**Problem:**
A complete answer lists every line of the entries below where the string "format" appears.

[Opening Supplied material section]

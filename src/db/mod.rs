pub mod pool;

pub use pool::create_pool;
use axum::{extract::State, http::StatusCode, Json};
use serde_json::{json, Value};

use crate::AppState;

pub async fn health_check() -> Json<Value> {
    Json(json!({
        "status": "ok",
        "service": "couple-dashboard-api",
        "version": env!("CARGO_PKG_VERSION"),
    }))
}

/// The finance gateway is reported but never gates readiness.
pub async fn readyz(State(state): State<AppState>) -> (StatusCode, Json<Value>) {
    let entries_ok = state.entries.ping().await;
    let notes_ok = state.notes.ping().await;
    let finance = if state.finance.is_configured() {
        "configured"
    } else {
        "not_configured"
    };

    let check = |ok: bool| if ok { "ok" } else { "failed" };
    let checks = json!({
        "entries": check(entries_ok),
        "notes": check(notes_ok),
        "finance": finance,
    });

    if entries_ok && notes_ok {
        (
            StatusCode::OK,
            Json(json!({ "status": "ready", "checks": checks })),
        )
    } else {
        (
            StatusCode::SERVICE_UNAVAILABLE,
            Json(json!({ "status": "not_ready", "checks": checks })),
        )
    }
}
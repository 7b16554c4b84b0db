use axum::{
    extract::{Path, Query, State},
    Json,
};
use chrono::{Duration, NaiveDate, Utc};
use validator::Validate;

use crate::error::{AppError, AppResult};
use crate::models::entry::{AdjustMetricRequest, DailyEntry, EntryQuery};
use crate::AppState;

const MAX_RANGE_DAYS: i64 = 366;

pub async fn list_entries(
    State(state): State<AppState>,
    Query(query): Query<EntryQuery>,
) -> AppResult<Json<Vec<DailyEntry>>> {
    let today = Utc::now().date_naive();
    let (start, end) = resolve_range(&query, today)?;

    let entries = state.entries.list_entries_between(start, end).await?;
    Ok(Json(entries))
}

/// GET /api/entries/all: full history, oldest first
pub async fn list_all_entries(State(state): State<AppState>) -> AppResult<Json<Vec<DailyEntry>>> {
    let entries = state.entries.list_entries().await?;
    Ok(Json(entries))
}

/// GET /api/entries/today: created with zeroed metrics on first access
pub async fn get_today(State(state): State<AppState>) -> AppResult<Json<DailyEntry>> {
    let today = Utc::now().date_naive();
    let entry = state.entries.get_or_create(today).await?;
    Ok(Json(entry))
}

pub async fn adjust_metric(
    State(state): State<AppState>,
    Path(date): Path<NaiveDate>,
    Json(body): Json<AdjustMetricRequest>,
) -> AppResult<Json<DailyEntry>> {
    body.validate()?;

    let today = Utc::now().date_naive();
    if date > today + Duration::days(1) {
        return Err(AppError::Validation(
            "Cannot record metrics for future dates".into(),
        ));
    }

    let entry = state
        .entries
        .adjust_metric(date, body.metric, body.delta)
        .await?;

    tracing::info!(
        date = %date,
        metric = %body.metric,
        delta = body.delta,
        "Daily metric adjusted"
    );

    Ok(Json(entry))
}

/// Defaults to the trailing 30 days ending today.
fn resolve_range(query: &EntryQuery, today: NaiveDate) -> AppResult<(NaiveDate, NaiveDate)> {
    let start = query
        .start_date
        .unwrap_or_else(|| today - Duration::days(30));
    let end = query.end_date.unwrap_or(today);

    if start > end {
        return Err(AppError::Validation(
            "start_date must not be after end_date".into(),
        ));
    }
    if (end - start).num_days() > MAX_RANGE_DAYS {
        return Err(AppError::Validation(format!(
            "Date range may span at most {} days",
            MAX_RANGE_DAYS
        )));
    }

    Ok((start, end))
}
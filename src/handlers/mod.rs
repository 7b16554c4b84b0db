pub mod analytics;
pub mod entries;
pub mod finances;
pub mod health;
pub mod notes;
//! Accelerator specifications and the catalog they live in

use anyhow::{Context, Result};
use once_cell::sync::Lazy;
use serde::{Deserialize, Serialize};
use std::fs;
use std::path::Path;
use tracing::debug;

/// Market segment an accelerator is sold into
#[derive(Debug, Clone, Copy, PartialEq, Eq, Hash, Serialize, Deserialize, clap::ValueEnum)]
#[serde(rename_all = "lowercase")]
pub enum Category {
    Consumer,
    Professional,
    Apple,
    Datacenter,
}

impl Category {
    /// Workstation-class hardware, which includes Apple unified-memory machines
    pub fn is_professional_tier(self) -> bool {
        matches!(self, Category::Professional | Category::Apple)
    }

    pub fn as_str(self) -> &'static str {
        match self {
            Category::Consumer => "consumer",
            Category::Professional => "professional",
            Category::Apple => "apple",
            Category::Datacenter => "datacenter",
        }
    }
}

/// Peak specification of one accelerator
#[derive(Debug, Clone, PartialEq, Serialize, Deserialize)]
pub struct AcceleratorSpec {
    pub id: String,
    pub name: String,
    pub category: Category,
    pub vram_gb: f64,
    #[serde(default)]
    pub tflops_fp32: f64,
    pub tflops_fp16: f64,
    #[serde(default)]
    pub tflops_bf16: Option<f64>,
    #[serde(default)]
    pub tops_int8: f64,
    #[serde(default)]
    pub tops_int4: Option<f64>,
    pub bandwidth_gbps: f64,
    #[serde(default)]
    pub price_usd: Option<f64>,
    #[serde(default)]
    pub cloud_hourly: Option<f64>,
    #[serde(default)]
    pub notes: Option<String>,
    #[serde(default)]
    pub popular: bool,
}

impl AcceleratorSpec {
    /// BF16 throughput, falling back to FP16 when unlisted
    pub fn bf16_or_fp16(&self) -> f64 {
        self.tflops_bf16
            .filter(|v| *v > 0.0)
            .unwrap_or(self.tflops_fp16)
    }

    /// INT4 throughput in TOPS, assuming twice INT8 when unlisted
    pub fn int4_or_double_int8(&self) -> f64 {
        self.tops_int4
            .filter(|v| *v > 0.0)
            .unwrap_or(self.tops_int8 * 2.0)
    }

    pub fn known_price(&self) -> Option<f64> {
        self.price_usd.filter(|p| *p > 0.0)
    }

    fn matches_query(&self, query: &str) -> bool {
        self.name.to_lowercase().contains(query)
            || self.id.to_lowercase().contains(query)
            || self
                .notes
                .as_ref()
                .is_some_and(|n| n.to_lowercase().contains(query))
    }
}

/// Immutable list of accelerator specs, injected wherever matching happens
#[derive(Debug, Clone, Default, PartialEq, Serialize, Deserialize)]
#[serde(transparent)]
pub struct Catalog {
    entries: Vec<AcceleratorSpec>,
}

impl Catalog {
    pub fn new(entries: Vec<AcceleratorSpec>) -> Self {
        Self { entries }
    }

    /// Hand-curated catalog shipped with the crate
    pub fn builtin() -> &'static Catalog {
        &BUILTIN_CATALOG
    }

    pub fn iter(&self) -> impl Iterator<Item = &AcceleratorSpec> {
        self.entries.iter()
    }

    pub fn len(&self) -> usize {
        self.entries.len()
    }

    pub fn is_empty(&self) -> bool {
        self.entries.is_empty()
    }

    pub fn get(&self, id: &str) -> Option<&AcceleratorSpec> {
        self.entries.iter().find(|spec| spec.id == id)
    }

    pub fn popular(&self) -> Vec<&AcceleratorSpec> {
        self.entries.iter().filter(|spec| spec.popular).collect()
    }

    pub fn by_category(&self, category: Category) -> Vec<&AcceleratorSpec> {
        self.entries
            .iter()
            .filter(|spec| spec.category == category)
            .collect()
    }

    /// Case-insensitive search over name, id and notes
    pub fn search(&self, query: &str) -> Vec<&AcceleratorSpec> {
        let query = query.trim().to_lowercase();
        if query.is_empty() {
            return Vec::new();
        }
        self.entries
            .iter()
            .filter(|spec| spec.matches_query(&query))
            .collect()
    }

    /// New catalog keeping consumer, professional and Apple entries and
    /// replacing everything else with `refreshed`
    pub fn with_datacenter_refresh(&self, refreshed: Vec<AcceleratorSpec>) -> Catalog {
        if refreshed.is_empty() {
            return self.clone();
        }
        let mut entries: Vec<AcceleratorSpec> = self
            .entries
            .iter()
            .filter(|spec| spec.category != Category::Datacenter)
            .cloned()
            .collect();
        debug!(
            kept = entries.len(),
            refreshed = refreshed.len(),
            "merging refreshed accelerator entries"
        );
        entries.extend(refreshed);
        Catalog { entries }
    }

    pub fn from_json(json: &str) -> Result<Self> {
        let entries: Vec<AcceleratorSpec> =
            serde_json::from_str(json).context("invalid accelerator catalog JSON")?;
        Ok(Self { entries })
    }

    /// Load a catalog from a JSON array file
    pub fn load<P: AsRef<Path>>(path: P) -> Result<Self> {
        let path = path.as_ref();
        let json = fs::read_to_string(path)
            .with_context(|| format!("failed to read catalog {}", path.display()))?;
        Self::from_json(&json)
    }

    pub fn save<P: AsRef<Path>>(&self, path: P) -> Result<()> {
        let json = serde_json::to_string_pretty(&self.entries)?;
        fs::write(path.as_ref(), json)?;
        Ok(())
    }
}

#[allow(clippy::too_many_arguments)]
fn spec(
    id: &str,
    name: &str,
    category: Category,
    vram_gb: f64,
    tflops: (f64, f64, f64),
    tops_int8: f64,
    bandwidth_gbps: f64,
    price_usd: f64,
    cloud_hourly: Option<f64>,
    notes: &str,
    popular: bool,
) -> AcceleratorSpec {
    let (fp32, fp16, bf16) = tflops;
    AcceleratorSpec {
        id: id.to_string(),
        name: name.to_string(),
        category,
        vram_gb,
        tflops_fp32: fp32,
        tflops_fp16: fp16,
        tflops_bf16: Some(bf16),
        tops_int8,
        tops_int4: None,
        bandwidth_gbps,
        price_usd: Some(price_usd),
        cloud_hourly,
        notes: Some(notes.to_string()),
        popular,
    }
}

/// Built-in accelerator catalog
#[rustfmt::skip]
pub static BUILTIN_CATALOG: Lazy<Catalog> = Lazy::new(|| {
    use Category::*;

    Catalog::new(vec![
        // Consumer
        spec("rtx-4090", "NVIDIA RTX 4090", Consumer, 24.0, (82.6, 165.2, 165.2), 660.0, 1008.0, 1599.0, None, "Best consumer GPU for LLM inference", true),
        spec("rtx-4080", "NVIDIA RTX 4080", Consumer, 16.0, (48.7, 97.4, 97.4), 389.0, 716.0, 1199.0, None, "Strong mid-range option", true),
        spec("rtx-3090", "NVIDIA RTX 3090", Consumer, 24.0, (35.6, 71.2, 35.6), 142.0, 936.0, 699.0, None, "Previous gen, still viable for inference", true),
        spec("rtx-3080", "NVIDIA RTX 3080", Consumer, 10.0, (29.8, 59.6, 29.8), 119.0, 760.0, 499.0, None, "Budget option for small models", false),
        spec("rx-7900-xtx", "AMD Radeon RX 7900 XTX", Consumer, 24.0, (61.0, 122.0, 61.0), 244.0, 960.0, 999.0, None, "AMD consumer alternative to RTX 4090", false),
        // Datacenter
        spec("a100-80gb", "NVIDIA A100 80GB", Datacenter, 80.0, (19.5, 312.0, 312.0), 624.0, 2039.0, 15000.0, Some(4.10), "Industry standard datacenter GPU", true),
        spec("a100-40gb", "NVIDIA A100 40GB", Datacenter, 40.0, (19.5, 312.0, 312.0), 624.0, 1555.0, 11000.0, Some(2.88), "More affordable A100 variant", false),
        spec("h100-80gb", "NVIDIA H100 80GB", Datacenter, 80.0, (51.0, 989.0, 989.0), 1979.0, 3350.0, 30000.0, Some(8.50), "Latest datacenter GPU, highest performance", true),
        spec("h100-sxm5-80gb", "NVIDIA H100 SXM5 80GB", Datacenter, 80.0, (51.0, 989.0, 989.0), 1979.0, 3350.0, 35000.0, Some(9.20), "H100 with NVLink, best for multi-GPU", false),
        spec("l40s", "NVIDIA L40S", Datacenter, 48.0, (91.6, 183.2, 183.2), 733.0, 864.0, 8000.0, Some(3.20), "Balanced price/performance for inference", true),
        spec("l4", "NVIDIA L4", Datacenter, 24.0, (30.3, 121.0, 60.6), 242.0, 300.0, 4000.0, Some(1.45), "Cost-effective inference GPU", false),
        spec("v100-32gb", "NVIDIA V100 32GB", Datacenter, 32.0, (15.7, 125.0, 62.5), 250.0, 900.0, 6000.0, Some(2.48), "Older generation, still available in cloud", false),
        spec("mi250x", "AMD Instinct MI250X", Datacenter, 128.0, (47.9, 383.0, 383.0), 766.0, 3277.0, 12000.0, None, "AMD datacenter alternative", false),
        spec("mi300x", "AMD Instinct MI300X", Datacenter, 192.0, (163.0, 1307.0, 1307.0), 2614.0, 5300.0, 15000.0, Some(10.50), "Latest AMD GPU, highest VRAM", true),
        // Professional
        spec("a6000", "NVIDIA RTX A6000", Professional, 48.0, (38.7, 77.4, 77.4), 309.0, 768.0, 4500.0, None, "Workstation GPU with large VRAM", true),
        spec("a5000", "NVIDIA RTX A5000", Professional, 24.0, (27.8, 55.6, 55.6), 222.0, 768.0, 2500.0, None, "Mid-range workstation option", false),
        // Apple
        spec("mac-m2-ultra-192gb", "Mac Studio M2 Ultra (192GB)", Apple, 192.0, (27.2, 54.4, 54.4), 109.0, 800.0, 6499.0, None, "Unified memory, excellent for large context", true),
        spec("mac-m2-ultra-128gb", "Mac Studio M2 Ultra (128GB)", Apple, 128.0, (27.2, 54.4, 54.4), 109.0, 800.0, 5799.0, None, "Unified memory, good for 70B models", true),
        spec("mac-m3-max-128gb", "MacBook Pro M3 Max (128GB)", Apple, 128.0, (14.2, 28.4, 28.4), 57.0, 400.0, 4499.0, None, "Portable option with unified memory", false),
        spec("mac-m3-max-96gb", "MacBook Pro M3 Max (96GB)", Apple, 96.0, (14.2, 28.4, 28.4), 57.0, 400.0, 3999.0, None, "Portable, good for smaller models", false),
    ])
});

[Closing Supplied material section]

**Worked solution:**
        return Err(AppError::Validation(format!(
            .with_context(|| format!("failed to read catalog {}", path.display()))?;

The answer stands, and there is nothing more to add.